## Aim of the exercise:
Would you go through the records below and copy each line with the string "slot"?

___

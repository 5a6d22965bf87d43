//! Authenticated HTTP plumbing shared by the CMS and integrations clients.

use serde::de::DeserializeOwned;
use serde_json::Value;
use ureq::Agent;

use crate::config::{ConfigStore, PlatformEnvironment, PlatformVariable};
use crate::error::BotControlError;

/// Connection settings for one backend service.
#[derive(Debug, Clone)]
pub struct GatewayConfig {
    pub base_url: String,
    pub token: String,
}

impl GatewayConfig {
    /// Settings for the CMS API. The CMS variable holds the bare host; the
    /// API lives under `/api/v1`.
    pub fn cms(
        store: &ConfigStore,
        environment: PlatformEnvironment,
    ) -> Result<Self, BotControlError> {
        let host = store.get(environment, PlatformVariable::Cms)?;
        Ok(Self {
            base_url: format!("{}/api/v1", host.trim_end_matches('/')),
            token: store.get(environment, PlatformVariable::Token)?,
        })
    }

    /// Settings for the integrations manager API.
    pub fn integrations(
        store: &ConfigStore,
        environment: PlatformEnvironment,
    ) -> Result<Self, BotControlError> {
        let host = store.get(environment, PlatformVariable::IntegrationsManager)?;
        Ok(Self {
            base_url: host.trim_end_matches('/').to_string(),
            token: store.get(environment, PlatformVariable::Token)?,
        })
    }
}

/// Response snapshot handed back to clients. The body is read eagerly;
/// every payload in this API is small.
#[derive(Debug)]
pub struct GatewayResponse {
    pub status: u16,
    pub body: String,
}

impl GatewayResponse {
    pub fn ok(&self) -> bool {
        (200..300).contains(&self.status)
    }

    pub fn json<T: DeserializeOwned>(&self) -> Result<T, BotControlError> {
        Ok(serde_json::from_str(&self.body)?)
    }
}

/// One best-effort HTTP call per operation: no retries, no backoff.
///
/// The checked methods (`get`, `post`, `put`, `delete`) fail on any
/// non-2xx status. The `*_unchecked` variants hand the response back for
/// caller-side branching; they are used exactly where a specific status
/// selects a fallback. A 401 is fatal from either flavor.
pub struct Gateway {
    agent: Agent,
    config: GatewayConfig,
}

impl Gateway {
    pub fn new(config: GatewayConfig) -> Self {
        let agent = Agent::config_builder()
            .http_status_as_error(false)
            .build()
            .new_agent();
        Self { agent, config }
    }

    pub fn get(&self, endpoint: &str) -> Result<GatewayResponse, BotControlError> {
        let response = self
            .agent
            .get(self.url(endpoint))
            .header("Authorization", self.config.token.as_str())
            .header("Accept", "application/json")
            .call()?;
        self.classify(snapshot(response)?, endpoint, "", true)
    }

    pub fn delete(&self, endpoint: &str) -> Result<GatewayResponse, BotControlError> {
        let response = self
            .agent
            .delete(self.url(endpoint))
            .header("Authorization", self.config.token.as_str())
            .header("Accept", "application/json")
            .call()?;
        self.classify(snapshot(response)?, endpoint, "", true)
    }

    pub fn post(&self, endpoint: &str, body: &Value) -> Result<GatewayResponse, BotControlError> {
        self.send_json("POST", endpoint, body, true)
    }

    pub fn post_unchecked(
        &self,
        endpoint: &str,
        body: &Value,
    ) -> Result<GatewayResponse, BotControlError> {
        self.send_json("POST", endpoint, body, false)
    }

    pub fn put(&self, endpoint: &str, body: &Value) -> Result<GatewayResponse, BotControlError> {
        self.send_json("PUT", endpoint, body, true)
    }

    pub fn put_unchecked(
        &self,
        endpoint: &str,
        body: &Value,
    ) -> Result<GatewayResponse, BotControlError> {
        self.send_json("PUT", endpoint, body, false)
    }

    /// POST with no body at all.
    pub fn post_empty(&self, endpoint: &str) -> Result<GatewayResponse, BotControlError> {
        let response = self
            .agent
            .post(self.url(endpoint))
            .header("Authorization", self.config.token.as_str())
            .header("Accept", "application/json")
            .send_empty()?;
        self.classify(snapshot(response)?, endpoint, "", true)
    }

    /// POST a pre-encoded body without failing on a non-2xx status.
    pub fn post_raw_unchecked(
        &self,
        endpoint: &str,
        body: &str,
    ) -> Result<GatewayResponse, BotControlError> {
        let response = self
            .agent
            .post(self.url(endpoint))
            .header("Authorization", self.config.token.as_str())
            .header("Accept", "application/json")
            .header("Content-Type", "application/json")
            .send(body)?;
        self.classify(snapshot(response)?, endpoint, body, false)
    }

    fn send_json(
        &self,
        method: &str,
        endpoint: &str,
        body: &Value,
        fail: bool,
    ) -> Result<GatewayResponse, BotControlError> {
        let url = self.url(endpoint);
        let builder = match method {
            "PUT" => self.agent.put(url),
            _ => self.agent.post(url),
        };
        let response = builder
            .header("Authorization", self.config.token.as_str())
            .header("Accept", "application/json")
            .send_json(body)?;
        self.classify(snapshot(response)?, endpoint, &body.to_string(), fail)
    }

    fn url(&self, endpoint: &str) -> String {
        format!("{}{}", self.config.base_url, endpoint)
    }

    fn classify(
        &self,
        response: GatewayResponse,
        endpoint: &str,
        request_body: &str,
        fail: bool,
    ) -> Result<GatewayResponse, BotControlError> {
        if response.status == 401 {
            return Err(BotControlError::TokenExpired);
        }
        if fail && !response.ok() {
            tracing::error!(
                status = response.status,
                endpoint,
                response_body = %response.body,
                request_body = %request_body,
                "request failed"
            );
            return Err(BotControlError::Gateway {
                status: response.status,
                body: response.body,
            });
        }
        Ok(response)
    }
}

fn snapshot(response: ureq::http::Response<ureq::Body>) -> Result<GatewayResponse, BotControlError> {
    let status = response.status().as_u16();
    let body = response.into_body().read_to_string()?;
    Ok(GatewayResponse { status, body })
}
use std::process::ExitCode;

/// Errors that cause botctl to exit with a specific code.
#[derive(Debug, thiserror::Error)]
pub enum BotControlError {
    #[error("request failed: {status}\nresponse body: {body}")]
    Gateway { status: u16, body: String },

    #[error("platform token expired, refresh your credentials")]
    TokenExpired,

    #[error("invalid platform environment: {0}")]
    InvalidEnvironment(String),

    #[error("invalid variable name: {0}")]
    InvalidVariable(String),

    #[error("no value configured for {variable} in {environment}")]
    MissingVariable {
        environment: String,
        variable: String,
    },

    #[error("not a bot: {0}")]
    UnknownBot(String),

    #[error("transport error: {0}")]
    Transport(#[from] Box<ureq::Error>),

    #[error("could not decode payload: {0}")]
    Decode(#[from] serde_json::Error),

    #[error("{message}")]
    WithCode { code: u8, message: String },
}

impl BotControlError {
    pub fn new(code: u8, message: String) -> Self {
        BotControlError::WithCode { code, message }
    }

    pub fn exit_code(&self) -> ExitCode {
        match self {
            BotControlError::WithCode { code, .. } => ExitCode::from(*code),
            // Every other recognized platform error exits with -1, which
            // wraps to process status 255.
            _ => ExitCode::from(255),
        }
    }
}

impl From<ureq::Error> for BotControlError {
    fn from(err: ureq::Error) -> Self {
        BotControlError::Transport(Box::new(err))
    }
}
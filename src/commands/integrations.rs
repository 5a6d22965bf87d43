use std::path::PathBuf;

use clap::Args;

use super::{CommandContext, OutputFormat, nlp::read_config};

#[derive(Debug, Args)]
pub struct LsintegrationsArgs {
    /// Output format
    #[arg(long, value_enum, default_value = "text")]
    pub format: OutputFormat,
}

impl LsintegrationsArgs {
    pub fn execute(&self, ctx: &CommandContext) -> anyhow::Result<()> {
        let integrations = ctx.integration_client()?.integrations()?;
        match self.format {
            OutputFormat::Text => {
                for integration in &integrations {
                    println!("{}", integration.name);
                }
            }
            OutputFormat::Json => println!("{}", serde_json::to_string_pretty(&integrations)?),
        }
        Ok(())
    }
}

#[derive(Debug, Args)]
pub struct ShowintegrationArgs {
    /// Name of the integration
    pub name: String,
}

impl ShowintegrationArgs {
    pub fn execute(&self, ctx: &CommandContext) -> anyhow::Result<()> {
        let integration = ctx.integration_client()?.integration(&self.name)?;
        println!("{}", integration.name);

        if !integration.configuration_options.is_empty() {
            println!("configuration options:");
            for (key, value) in &integration.configuration_options {
                println!("  {key} = {value}");
            }
        }
        if !integration.functions.is_empty() {
            println!("functions:");
            for function in &integration.functions {
                let parameters = function
                    .parameters
                    .iter()
                    .map(|parameter| parameter.name.as_str())
                    .collect::<Vec<_>>()
                    .join(", ");
                println!("  {}({parameters})", function.name);
            }
        }
        Ok(())
    }
}

#[derive(Debug, Args)]
pub struct MkintegrationArgs {
    /// Bot to install the integration on
    pub bot: String,
    /// Name of the integration
    pub name: String,
    /// Integration config JSON file; defaults to an empty object
    pub config: Option<PathBuf>,
}

impl MkintegrationArgs {
    pub fn execute(&self, ctx: &CommandContext) -> anyhow::Result<()> {
        let config_json = read_config(self.config.as_deref())?;
        ctx.bot_client()?
            .install_integration(&self.bot, &self.name, &config_json)?;
        Ok(())
    }
}

#[derive(Debug, Args)]
pub struct CallfnArgs {
    /// Name of the integration
    pub integration: String,
    /// Name of the remote function
    pub function: String,
    /// Positional arguments matched against the function's parameter spec
    pub args: Vec<String>,
}

impl CallfnArgs {
    pub fn execute(&self, ctx: &CommandContext) -> anyhow::Result<()> {
        let body =
            ctx.integration_client()?
                .call_function(&self.integration, &self.function, &self.args)?;
        if !body.is_empty() {
            println!("{body}");
        }
        Ok(())
    }
}
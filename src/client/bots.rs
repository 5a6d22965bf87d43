use chrono::Utc;
use serde::{Deserialize, Serialize};
use serde_json::{Value, json};

use crate::error::BotControlError;
use crate::gateway::Gateway;

pub const ADMIN_ROLE: &str = "admin";
pub const CUSTOMER_ROLE: &str = "customer";

#[derive(Debug, Clone, Serialize, Deserialize)]
pub struct Bot {
    pub id: u64,
    pub name: String,
    /// Only populated by the by-name lookup, which merges in a second
    /// fetch; the listing endpoint does not include users.
    #[serde(default)]
    pub users: Vec<BotUser>,
}

impl Bot {
    pub fn user_by_email(&self, email: &str) -> Option<&BotUser> {
        self.users.iter().find(|user| user.email == email)
    }
}

#[derive(Debug, Clone, Serialize, Deserialize)]
pub struct BotUser {
    pub id: u64,
    pub email: String,
    pub role: String,
}

/// Client for the CMS API: bots, their users, conversation scripts, and
/// per-bot integration and NLP configuration.
pub struct BotClient {
    gateway: Gateway,
}

impl BotClient {
    pub fn new(gateway: Gateway) -> Self {
        Self { gateway }
    }

    pub fn bots(&self) -> Result<Vec<Bot>, BotControlError> {
        self.gateway.get("/bots")?.json()
    }

    /// Resolve a bot by name with its user list merged in.
    ///
    /// The backend has no lookup-by-name endpoint, so this is a linear
    /// scan of the full listing, re-fetched on every invocation.
    pub fn bot_by_name(&self, name: &str) -> Result<Option<Bot>, BotControlError> {
        let Some(mut bot) = self.bots()?.into_iter().find(|bot| bot.name == name) else {
            return Ok(None);
        };
        bot.users = self.users(bot.id)?;
        Ok(Some(bot))
    }

    /// Like [`bot_by_name`](Self::bot_by_name) but a miss is an error.
    pub fn require_bot(&self, name: &str) -> Result<Bot, BotControlError> {
        self.bot_by_name(name)?
            .ok_or_else(|| BotControlError::UnknownBot(name.to_string()))
    }

    pub fn create_bot(&self, name: &str) -> Result<(), BotControlError> {
        self.gateway.post("/bots", &json!({ "name": name }))?;
        Ok(())
    }

    pub fn destroy_bot(&self, name: &str) -> Result<(), BotControlError> {
        let bot = self.require_bot(name)?;
        self.gateway.delete(&format!("/bots/{}", bot.id))?;
        Ok(())
    }

    pub fn users(&self, bot_id: u64) -> Result<Vec<BotUser>, BotControlError> {
        self.gateway.get(&format!("/bots/{bot_id}/users"))?.json()
    }

    pub fn invite_user(&self, bot_id: u64, email: &str) -> Result<(), BotControlError> {
        self.gateway
            .post(&format!("/bots/{bot_id}/invite"), &json!({ "email": email }))?;
        Ok(())
    }

    pub fn uninvite_user(&self, bot_id: u64, user_id: u64) -> Result<(), BotControlError> {
        self.gateway
            .delete(&format!("/bots/{bot_id}/users/{user_id}"))?;
        Ok(())
    }

    pub fn set_user_role(
        &self,
        bot_id: u64,
        user_id: u64,
        role: &str,
    ) -> Result<(), BotControlError> {
        self.gateway.put(
            &format!("/bots/{bot_id}/users/{user_id}"),
            &json!({ "role": role }),
        )?;
        Ok(())
    }

    pub fn make_admin(&self, bot_id: u64, user_id: u64) -> Result<(), BotControlError> {
        self.set_user_role(bot_id, user_id, ADMIN_ROLE)
    }

    pub fn remove_admin(&self, bot_id: u64, user_id: u64) -> Result<(), BotControlError> {
        self.set_user_role(bot_id, user_id, CUSTOMER_ROLE)
    }

    /// Upload a conversation script.
    ///
    /// Script-upload format fallback: the raw body is tried first; if the
    /// backend rejects it, the script is re-sent exactly once wrapped as
    /// `{name, script}` JSON. Not a transient-failure retry.
    pub fn post_conversation(&self, bot_name: &str, script: &str) -> Result<(), BotControlError> {
        let bot = self.require_bot(bot_name)?;
        let endpoint = format!("/bots/{}/conversations", bot.id);

        let response = self.gateway.post_raw_unchecked(&endpoint, script)?;
        if response.ok() {
            return Ok(());
        }
        tracing::debug!(
            status = response.status,
            "raw script upload rejected, retrying in wrapped form"
        );

        let script_json: Value = serde_json::from_str(script)?;
        let name = format!(
            "{}-{bot_name}-script.json",
            Utc::now().format("%Y%m%dT%H%M%S")
        );
        self.gateway
            .post(&endpoint, &json!({ "name": name, "script": script_json }))?;
        Ok(())
    }

    /// Install an integration on a bot.
    ///
    /// Install-conflict fallback: a 409 means the integration is already
    /// installed, and the update endpoint takes the identical payload. Any
    /// other failure is reported on stderr and does not abort the command.
    pub fn install_integration(
        &self,
        bot_name: &str,
        integration_name: &str,
        config_json: &str,
    ) -> Result<(), BotControlError> {
        let bot = self.require_bot(bot_name)?;
        let body: Value = serde_json::from_str(config_json)?;

        let install = format!("/bots/{}/integrations/{integration_name}/install", bot.id);
        let mut response = self.gateway.post_unchecked(&install, &body)?;

        if response.status == 409 {
            let update = format!("/bots/{}/integrations/{integration_name}", bot.id);
            response = self.gateway.put_unchecked(&update, &body)?;
        }

        if !response.ok() {
            tracing::warn!(
                status = response.status,
                integration = integration_name,
                bot = bot_name,
                "integration install did not succeed"
            );
            eprintln!("could not install {integration_name} integration on bot {bot_name}");
        }
        Ok(())
    }

    /// Configure the LUIS NLP provider. Failure warns, never raises.
    pub fn install_nlp(&self, bot_name: &str, config_json: &str) -> Result<(), BotControlError> {
        let bot = self.require_bot(bot_name)?;
        let body: Value = serde_json::from_str(config_json)?;

        let endpoint = format!("/bots/{}/nlp_provider/luis", bot.id);
        let response = self.gateway.post_unchecked(&endpoint, &body)?;
        if !response.ok() {
            tracing::warn!(
                status = response.status,
                bot = bot_name,
                "NLP provider install did not succeed"
            );
            eprintln!("could not configure the NLP provider on bot {bot_name}");
        }
        Ok(())
    }
}
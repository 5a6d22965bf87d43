use std::collections::BTreeMap;
use std::fmt;
use std::path::PathBuf;
use std::str::FromStr;

use anyhow::Context;
use serde::{Deserialize, Serialize};

use crate::error::BotControlError;

/// Environment variable overriding the config file location.
pub const CONFIG_ENV_VAR: &str = "BOTCTL_CONFIG";

/// A platform deployment the CLI can talk to.
///
/// Parsing is case-insensitive so both `prod/TOKEN` and `PROD/token`
/// address the same slot.
#[derive(Debug, Clone, Copy, PartialEq, Eq, clap::ValueEnum)]
pub enum PlatformEnvironment {
    Dev,
    Staging,
    Prod,
}

impl PlatformEnvironment {
    pub fn as_str(self) -> &'static str {
        match self {
            PlatformEnvironment::Dev => "dev",
            PlatformEnvironment::Staging => "staging",
            PlatformEnvironment::Prod => "prod",
        }
    }
}

impl FromStr for PlatformEnvironment {
    type Err = BotControlError;

    fn from_str(raw: &str) -> Result<Self, Self::Err> {
        match raw.to_ascii_lowercase().as_str() {
            "dev" => Ok(PlatformEnvironment::Dev),
            "staging" => Ok(PlatformEnvironment::Staging),
            "prod" => Ok(PlatformEnvironment::Prod),
            _ => Err(BotControlError::InvalidEnvironment(raw.to_string())),
        }
    }
}

impl fmt::Display for PlatformEnvironment {
    fn fmt(&self, f: &mut fmt::Formatter<'_>) -> fmt::Result {
        f.write_str(self.as_str())
    }
}

/// A named slot in the config store.
#[derive(Debug, Clone, Copy, PartialEq, Eq)]
pub enum PlatformVariable {
    /// API token sent in the Authorization header.
    Token,
    /// Base URL of the CMS service.
    Cms,
    /// Base URL of the integrations manager service.
    IntegrationsManager,
}

impl PlatformVariable {
    pub fn as_str(self) -> &'static str {
        match self {
            PlatformVariable::Token => "token",
            PlatformVariable::Cms => "cms",
            PlatformVariable::IntegrationsManager => "integrations_manager",
        }
    }
}

impl FromStr for PlatformVariable {
    type Err = BotControlError;

    fn from_str(raw: &str) -> Result<Self, Self::Err> {
        match raw.to_ascii_lowercase().as_str() {
            "token" => Ok(PlatformVariable::Token),
            "cms" => Ok(PlatformVariable::Cms),
            "integrations_manager" => Ok(PlatformVariable::IntegrationsManager),
            _ => Err(BotControlError::InvalidVariable(raw.to_string())),
        }
    }
}

impl fmt::Display for PlatformVariable {
    fn fmt(&self, f: &mut fmt::Formatter<'_>) -> fmt::Result {
        f.write_str(self.as_str())
    }
}

/// Split an `ENV/VARIABLE` token into its parts.
///
/// A bare `VARIABLE` resolves against `default_environment`.
pub fn parse_variable(
    default_environment: PlatformEnvironment,
    raw: &str,
) -> Result<(PlatformEnvironment, PlatformVariable), BotControlError> {
    match raw.split_once('/') {
        Some((prefix, rest)) => Ok((prefix.parse()?, rest.parse()?)),
        None => Ok((default_environment, raw.parse()?)),
    }
}

/// On-disk layout of the config file: a default environment plus one
/// table of variable values per environment.
#[derive(Debug, Default, Serialize, Deserialize)]
struct ConfigFile {
    #[serde(default)]
    environment: Option<String>,
    #[serde(default)]
    dev: BTreeMap<String, String>,
    #[serde(default)]
    staging: BTreeMap<String, String>,
    #[serde(default)]
    prod: BTreeMap<String, String>,
}

impl ConfigFile {
    fn table(&self, environment: PlatformEnvironment) -> &BTreeMap<String, String> {
        match environment {
            PlatformEnvironment::Dev => &self.dev,
            PlatformEnvironment::Staging => &self.staging,
            PlatformEnvironment::Prod => &self.prod,
        }
    }
}

/// Local store resolving `(environment, variable)` pairs to values.
///
/// Reads go through the typed [`ConfigFile`]; mutations re-edit the raw
/// TOML with `toml_edit` so user comments survive `config set`.
pub struct ConfigStore {
    path: PathBuf,
    text: String,
    file: ConfigFile,
}

impl ConfigStore {
    /// Load the store from `$BOTCTL_CONFIG`, falling back to
    /// `<config_dir>/botctl/config.toml`. A missing file is an empty store.
    pub fn load() -> anyhow::Result<Self> {
        Self::load_from(config_path()?)
    }

    pub fn load_from(path: PathBuf) -> anyhow::Result<Self> {
        let text = match std::fs::read_to_string(&path) {
            Ok(text) => text,
            Err(err) if err.kind() == std::io::ErrorKind::NotFound => String::new(),
            Err(err) => {
                return Err(err).with_context(|| format!("reading {}", path.display()));
            }
        };
        let file: ConfigFile = toml::from_str(&text)
            .with_context(|| format!("invalid config file {}", path.display()))?;
        Ok(Self { path, text, file })
    }

    /// The default environment, `dev` when none is configured.
    pub fn environment(&self) -> Result<PlatformEnvironment, BotControlError> {
        match &self.file.environment {
            Some(name) => name.parse(),
            None => Ok(PlatformEnvironment::Dev),
        }
    }

    pub fn get(
        &self,
        environment: PlatformEnvironment,
        variable: PlatformVariable,
    ) -> Result<String, BotControlError> {
        self.file
            .table(environment)
            .get(variable.as_str())
            .cloned()
            .ok_or_else(|| BotControlError::MissingVariable {
                environment: environment.to_string(),
                variable: variable.to_string(),
            })
    }

    pub fn set(
        &mut self,
        environment: PlatformEnvironment,
        variable: PlatformVariable,
        value: &str,
    ) -> anyhow::Result<()> {
        self.edit(|doc| {
            doc[environment.as_str()][variable.as_str()] = toml_edit::value(value);
        })
    }

    /// Remove a value. Returns false if nothing was set.
    pub fn unset(
        &mut self,
        environment: PlatformEnvironment,
        variable: PlatformVariable,
    ) -> anyhow::Result<bool> {
        let mut removed = false;
        self.edit(|doc| {
            removed = doc
                .get_mut(environment.as_str())
                .and_then(toml_edit::Item::as_table_mut)
                .and_then(|table| table.remove(variable.as_str()))
                .is_some();
        })?;
        Ok(removed)
    }

    pub fn set_environment(&mut self, environment: PlatformEnvironment) -> anyhow::Result<()> {
        self.edit(|doc| {
            doc["environment"] = toml_edit::value(environment.as_str());
        })
    }

    /// Write the store back to disk, creating parent directories.
    pub fn save(&self) -> anyhow::Result<()> {
        if let Some(parent) = self.path.parent() {
            std::fs::create_dir_all(parent)
                .with_context(|| format!("creating {}", parent.display()))?;
        }
        std::fs::write(&self.path, &self.text)
            .with_context(|| format!("writing {}", self.path.display()))
    }

    fn edit(&mut self, apply: impl FnOnce(&mut toml_edit::DocumentMut)) -> anyhow::Result<()> {
        let mut doc: toml_edit::DocumentMut = self
            .text
            .parse()
            .with_context(|| format!("invalid config file {}", self.path.display()))?;
        apply(&mut doc);
        self.text = doc.to_string();
        self.file = toml::from_str(&self.text)
            .with_context(|| format!("invalid config file {}", self.path.display()))?;
        Ok(())
    }
}

fn config_path() -> anyhow::Result<PathBuf> {
    if let Some(path) = std::env::var_os(CONFIG_ENV_VAR) {
        return Ok(PathBuf::from(path));
    }
    let base = dirs::config_dir().context("could not determine the user config directory")?;
    Ok(base.join("botctl").join("config.toml"))
}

___

## Answer space:
/// address the same slot.
/// A named slot in the config store.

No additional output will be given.